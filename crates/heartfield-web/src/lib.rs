//! Browser binding: web-sys implementations of the platform traits and the
//! wasm entry point that wires DOM events and animation frames to the page.

use std::cell::RefCell;
use std::rc::Rc;

use crossbeam_channel::Sender;
use glam::Vec2;
use heartfield_core::{FieldConfig, SeededRandom};
use heartfield_page::{Key, Page, PageConfig, PageEvent, PageParts};
use heartfield_platform::ImageElement;
use tracing::{info, warn};
use wasm_bindgen::closure::Closure;
use wasm_bindgen::prelude::*;
use web_sys::{
    Event, EventTarget, HtmlAudioElement, HtmlElement, HtmlImageElement, HtmlInputElement,
    KeyboardEvent, Touch, TouchEvent, Window,
};

pub mod canvas;
pub mod dom;
mod error;
pub mod logging;
pub mod scheduler;

pub use canvas::CanvasSurface;
pub use dom::{DomAudio, DomElement, DomImage, WindowViewport};
pub use error::WebError;
pub use scheduler::AnimationFrames;

use crate::dom::{element_by_id, query, query_all};

#[wasm_bindgen(start)]
pub fn start() -> Result<(), JsValue> {
    logging::init();
    run().map_err(|err| {
        warn!("heartfield failed to start: {err}");
        JsValue::from_str(&err.to_string())
    })
}

/// Looks up every element the page needs, then starts the frame loop. Any
/// missing element aborts before the first frame.
pub fn run() -> Result<(), WebError> {
    let window = web_sys::window().ok_or(WebError::NoWindow)?;
    let document = window.document().ok_or(WebError::NoDocument)?;

    let surface = CanvasSurface::from_id(&document, "heartsCanvas")?;
    let audio: HtmlAudioElement = element_by_id(&document, "player")?;
    let toggle: HtmlElement = element_by_id(&document, "toggleAudio")?;
    let slider: HtmlInputElement = element_by_id(&document, "volumeSlider")?;
    let cube_large: HtmlElement = query(&document, ".cubo-grande")?;
    let cube_small: HtmlElement = query(&document, ".cubo-pequeno")?;
    let close: HtmlElement = query(&document, ".close-lightbox")?;
    let lightbox: HtmlElement = element_by_id(&document, "lightbox")?;
    let lightbox_image: HtmlImageElement = element_by_id(&document, "lightbox-img")?;
    let faces: Vec<HtmlImageElement> = query_all(&document, ".cara img")?;

    let parts = PageParts {
        surface: Box::new(surface),
        viewport: Box::new(WindowViewport::new(window.clone())),
        media: Box::new(DomAudio::new(audio)),
        audio_button: Box::new(DomElement::new(toggle.clone())),
        initial_volume: slider_volume(&slider),
        cube_large: Box::new(DomElement::new(cube_large.clone())),
        cube_small: Box::new(DomElement::new(cube_small)),
        faces: faces
            .iter()
            .cloned()
            .map(|face| Box::new(DomImage::new(face)) as Box<dyn ImageElement>)
            .collect(),
        lightbox: Box::new(DomElement::new(lightbox.clone())),
        lightbox_image: Box::new(DomImage::new(lightbox_image)),
    };
    let seed = js_sys::Date::now() as u64;
    let page = Page::new(
        FieldConfig::default(),
        &PageConfig::default(),
        parts,
        Box::new(SeededRandom::new(seed)),
    )
    .map_err(|err| WebError::Setup(err.to_string()))?;
    let sender = page.handles().event_sender;

    listen(&window, "resize", post(&sender, |_| Some(PageEvent::Resize)))?;
    listen(&toggle, "click", post(&sender, |_| Some(PageEvent::AudioToggleClicked)))?;
    {
        let slider_input = slider.clone();
        listen(
            &slider,
            "input",
            post(&sender, move |_| {
                Some(PageEvent::VolumeInput(slider_volume(&slider_input)))
            }),
        )?;
    }
    listen(&cube_large, "click", post(&sender, |_| Some(PageEvent::CubeClicked)))?;
    listen(
        &cube_large,
        "keydown",
        post(&sender, |event| activation_key(event).map(PageEvent::CubeKey)),
    )?;
    listen(
        &cube_large,
        "touchstart",
        post(&sender, |event| {
            let touch = event.dyn_ref::<TouchEvent>()?.touches().item(0)?;
            Some(PageEvent::CubeTouchStart(touch_point(&touch)))
        }),
    )?;
    listen(
        &cube_large,
        "touchend",
        post(&sender, |event| {
            let touch = event.dyn_ref::<TouchEvent>()?.changed_touches().item(0)?;
            Some(PageEvent::CubeTouchEnd(touch_point(&touch)))
        }),
    )?;
    for (index, face) in faces.iter().enumerate() {
        listen(face, "click", post(&sender, move |_| Some(PageEvent::FaceClicked(index))))?;
        listen(
            face,
            "keydown",
            post(&sender, move |event| {
                activation_key(event).map(|key| PageEvent::FaceKey(index, key))
            }),
        )?;
    }
    listen(&close, "click", post(&sender, |_| Some(PageEvent::LightboxCloseClicked)))?;
    listen(
        &lightbox,
        "keydown",
        post(&sender, |event| {
            let key = event.dyn_ref::<KeyboardEvent>()?.key();
            Some(PageEvent::LightboxKey(Key::from_dom(&key)))
        }),
    )?;

    let page = Rc::new(RefCell::new(page));
    let mut frames = AnimationFrames::new(window.clone());
    let loop_page = Rc::clone(&page);
    let mut loop_frames = frames.clone();
    frames.install(Closure::new(move |timestamp: f64| {
        loop_page.borrow_mut().frame(timestamp, &mut loop_frames);
    }));
    page.borrow_mut().start(now(&window), &mut frames);
    info!("heartfield running with {} faces", faces.len());
    Ok(())
}

fn listen(
    target: &EventTarget,
    kind: &str,
    handler: impl FnMut(Event) + 'static,
) -> Result<(), WebError> {
    let closure = Closure::<dyn FnMut(Event)>::new(handler);
    target.add_event_listener_with_callback(kind, closure.as_ref().unchecked_ref())?;
    closure.forget();
    Ok(())
}

/// Turns a DOM event into a queued page event, if `translate` yields one.
fn post(
    sender: &Sender<PageEvent>,
    mut translate: impl FnMut(&Event) -> Option<PageEvent> + 'static,
) -> impl FnMut(Event) + 'static {
    let sender = sender.clone();
    move |event: Event| {
        if let Some(page_event) = translate(&event) {
            if sender.send(page_event).is_err() {
                warn!("page event queue closed");
            }
        }
    }
}

/// Keyboard key for an element that treats Enter/Space as a click; those
/// keys have their default action suppressed.
fn activation_key(event: &Event) -> Option<Key> {
    let key = Key::from_dom(&event.dyn_ref::<KeyboardEvent>()?.key());
    if !key.activates() {
        return None;
    }
    event.prevent_default();
    Some(key)
}

fn touch_point(touch: &Touch) -> Vec2 {
    Vec2::new(touch.client_x() as f32, touch.client_y() as f32)
}

fn slider_volume(slider: &HtmlInputElement) -> f32 {
    slider.value().parse::<f32>().unwrap_or(1.0)
}

fn now(window: &Window) -> f64 {
    window.performance().map(|p| p.now()).unwrap_or(0.0)
}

**********

Required action: Send back exactly, with nothing added, the lines from the first line of the material above through the line holding "pub use scheduler::AnimationFrames;"; both ends are included.

Response area:
filename crates/heartfield-web/src/lib.rs
//! Browser binding: web-sys implementations of the platform traits and the
//! wasm entry point that wires DOM events and animation frames to the page.

use std::cell::RefCell;
use std::rc::Rc;

use crossbeam_channel::Sender;
use glam::Vec2;
use heartfield_core::{FieldConfig, SeededRandom};
use heartfield_page::{Key, Page, PageConfig, PageEvent, PageParts};
use heartfield_platform::ImageElement;
use tracing::{info, warn};
use wasm_bindgen::closure::Closure;
use wasm_bindgen::prelude::*;
use web_sys::{
    Event, EventTarget, HtmlAudioElement, HtmlElement, HtmlImageElement, HtmlInputElement,
    KeyboardEvent, Touch, TouchEvent, Window,
};

pub mod canvas;
pub mod dom;
mod error;
pub mod logging;
pub mod scheduler;

pub use canvas::CanvasSurface;
pub use dom::{DomAudio, DomElement, DomImage, WindowViewport};
pub use error::WebError;
pub use scheduler::AnimationFrames;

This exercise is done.